DIRECTIONS FOR THIS TASK: Search the data for "derive" and copy every matching line.

### DATA FOR PROCESSING ###

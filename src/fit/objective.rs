//! Log-probability objective over the dumbbell + disk parameters.
//!
//! A [`FitProblem`] owns a base snapshot, the prior box of every
//! [`FitParam`] and the phase-folded observations. Free parameters are those
//! not flagged `fixed`; a parameter vector lists their values in
//! [`FitParam::ALL`] order.
//!
//! Every evaluation:
//!
//! - rejects vectors outside the prior box (`-inf`)
//! - re-estimates the position angle from the IS-removed observations
//! - evaluates blobs + disk at the observed phases, in percent
//! - compares in the chosen [`ResidualFrame`] and returns `-χ²/2`

use std::f64::consts::{PI, TAU};

use serde::Serialize;
use tracing::debug;

use crate::domain::{FitParam, ObservationParams, ParamBound, PolObservations, SystemSnapshot};
use crate::error::AppError;
use crate::fit::chi2::{Chi2Result, chi2calc};
use crate::fit::frame::{mod2obs, remove_is, rotate_by_position_angle};
use crate::fit::position_angle::calc_avg_u0;
use crate::models::modcycle_full;

/// Where model and data are compared.
#[derive(Debug, Clone, Copy, Default, PartialEq, Eq, Serialize, clap::ValueEnum)]
#[serde(rename_all = "lowercase")]
pub enum ResidualFrame {
    /// Model mapped to the sky (rotated, IS added) against raw Q/U.
    #[default]
    Observed,
    /// Intrinsic model against IS-removed, de-rotated Q/U.
    Intrinsic,
}

/// One model evaluation against the observations.
#[derive(Debug, Clone, Serialize)]
pub struct Evaluation {
    /// Snapshot actually evaluated (position angle as used).
    pub snapshot: SystemSnapshot,
    pub chi2: Chi2Result,
    pub q_model: Vec<f64>,
    pub u_model: Vec<f64>,
    /// Data the model was compared with, in the same frame.
    pub q_data: Vec<f64>,
    pub u_data: Vec<f64>,
}

impl Evaluation {
    pub fn log_probability(&self) -> f64 {
        -0.5 * self.chi2.combined
    }
}

/// Prior box used when none is configured: wide physical ranges around the
/// snapshot values. The position angle is re-searched on every evaluation,
/// so it is fixed.
pub fn default_bounds(snap: &SystemSnapshot) -> Vec<ParamBound> {
    FitParam::ALL
        .iter()
        .map(|&param| {
            let value = param.get(snap);
            let (lower, upper, fixed) = match param {
                FitParam::Inclination => (0.0, PI / 2.0, false),
                FitParam::ElectronDensity | FitParam::DiskDensity => (1e10, 1e14, false),
                FitParam::PhaseOffset => (-PI, PI, false),
                FitParam::PositionAngle => (0.0, PI, true),
                FitParam::Qis | FitParam::Uis => (value - 1.0, value + 1.0, false),
                FitParam::DiskTilt => (-PI / 2.0, PI / 2.0, false),
            };
            ParamBound {
                param,
                lower: lower.min(value),
                value,
                upper: upper.max(value),
                fixed,
            }
        })
        .collect()
}

#[derive(Debug, Clone)]
pub struct FitProblem {
    base: SystemSnapshot,
    bounds: Vec<ParamBound>,
    observations: PolObservations,
    frame: ResidualFrame,
}

impl FitProblem {
    /// `bounds` must name every [`FitParam`] exactly once; the base snapshot
    /// takes each bound's `value`.
    pub fn new(
        base: SystemSnapshot,
        bounds: Vec<ParamBound>,
        observations: PolObservations,
        frame: ResidualFrame,
    ) -> Result<Self, AppError> {
        if observations.is_empty() {
            return Err(AppError::data("no observations to fit"));
        }
        let mut ordered = Vec::with_capacity(FitParam::ALL.len());
        for param in FitParam::ALL {
            let mut found = bounds.iter().filter(|b| b.param == param);
            let (Some(bound), None) = (found.next(), found.next()) else {
                return Err(AppError::usage(format!(
                    "parameter '{}' must have exactly one bound",
                    param.label()
                )));
            };
            if !(bound.lower <= bound.upper) {
                return Err(AppError::usage(format!(
                    "bound for '{}' has lower {} above upper {}",
                    param.label(),
                    bound.lower,
                    bound.upper
                )));
            }
            ordered.push(*bound);
        }
        let base = ordered.iter().fold(base, |snap, b| b.param.with(snap, b.value));

        Ok(Self {
            base,
            bounds: ordered,
            observations,
            frame,
        })
    }

    pub fn base(&self) -> &SystemSnapshot {
        &self.base
    }

    pub fn bounds(&self) -> &[ParamBound] {
        &self.bounds
    }

    pub fn observations(&self) -> &PolObservations {
        &self.observations
    }

    pub fn free_params(&self) -> Vec<FitParam> {
        self.bounds.iter().filter(|b| !b.fixed).map(|b| b.param).collect()
    }

    pub fn free_bounds(&self) -> Vec<ParamBound> {
        self.bounds.iter().filter(|b| !b.fixed).copied().collect()
    }

    /// Starting vector (the configured values of the free parameters).
    pub fn initial_vector(&self) -> Vec<f64> {
        self.free_bounds().iter().map(|b| b.value).collect()
    }

    /// Snapshot for a free-parameter vector, or `None` outside the prior box.
    pub fn snapshot_for(&self, values: &[f64]) -> Option<SystemSnapshot> {
        let free = self.free_bounds();
        if values.len() != free.len() {
            return None;
        }
        let mut snap = self.base;
        for (b, &v) in free.iter().zip(values) {
            if !b.contains(v) {
                return None;
            }
            snap = b.param.with(snap, v);
        }
        let fixed_ok = self
            .bounds
            .iter()
            .filter(|b| b.fixed)
            .all(|b| b.contains(b.value));
        fixed_ok.then_some(snap)
    }

    /// `-χ²/2` for a free-parameter vector; `-inf` outside the box or when
    /// the model cannot be evaluated.
    pub fn log_probability(&self, values: &[f64]) -> f64 {
        let Some(snap) = self.snapshot_for(values) else {
            return f64::NEG_INFINITY;
        };
        match self.evaluate(&snap) {
            Ok(eval) => eval.log_probability(),
            Err(err) => {
                debug!(error = %err, "log-probability evaluation failed");
                f64::NEG_INFINITY
            }
        }
    }

    /// Evaluate with the position angle re-estimated for the snapshot's IS.
    pub fn evaluate(&self, snap: &SystemSnapshot) -> Result<Evaluation, AppError> {
        let obs = &self.observations;
        let is = remove_is(&obs.q, &obs.u, snap.obs.qis, snap.obs.uis);
        let pa = calc_avg_u0(&is.p, &is.angle, &obs.sig_p)?;
        let snap = FitParam::PositionAngle.with(*snap, pa.ths);
        self.evaluate_at(&snap)
    }

    /// Evaluate with the snapshot's own position angle.
    pub fn evaluate_at(&self, snap: &SystemSnapshot) -> Result<Evaluation, AppError> {
        let obs = &self.observations;
        let phases: Vec<f64> = obs.phase.iter().map(|ph| ph * TAU).collect();
        let trial = SystemSnapshot {
            obs: ObservationParams { fact: 1.0, ..snap.obs },
            ..*snap
        };

        let (q_model, u_model, q_data, u_data) = match self.frame {
            ResidualFrame::Observed => {
                let (series, _) = modcycle_full(&phases, &trial);
                let series = series.scaled_polarization(100.0);
                let (qm, um) = mod2obs(&series.q, &series.u, &trial.obs);
                (qm, um, obs.q.clone(), obs.u.clone())
            }
            ResidualFrame::Intrinsic => {
                let intrinsic = SystemSnapshot {
                    obs: ObservationParams {
                        phi0: trial.obs.phi0,
                        ..trial.obs.intrinsic()
                    },
                    ..trial
                };
                let (series, _) = modcycle_full(&phases, &intrinsic);
                let series = series.scaled_polarization(100.0);
                let is = remove_is(&obs.q, &obs.u, trial.obs.qis, trial.obs.uis);
                let (q2, u2) = rotate_by_position_angle(&is.p, &is.angle, trial.obs.ths);
                (series.q, series.u, q2, u2)
            }
        };

        let chi2 = chi2calc(&q_model, &u_model, &q_data, &u_data, &obs.sig_p)?;
        if !chi2.combined.is_finite() {
            return Err(AppError::numeric(format!(
                "model chi-square is not finite ({})",
                chi2.combined
            )));
        }

        Ok(Evaluation {
            snapshot: trial,
            chi2,
            q_model,
            u_model,
            q_data,
            u_data,
        })
    }
}
//! Terminal reports for grids, model curves and fits.

pub mod format;

pub use format::*;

###

TASK ANSWER:
#[derive(Debug, Clone, Copy, Default, PartialEq, Eq, Serialize, clap::ValueEnum)]
#[derive(Debug, Clone, Serialize)]
#[derive(Debug, Clone)]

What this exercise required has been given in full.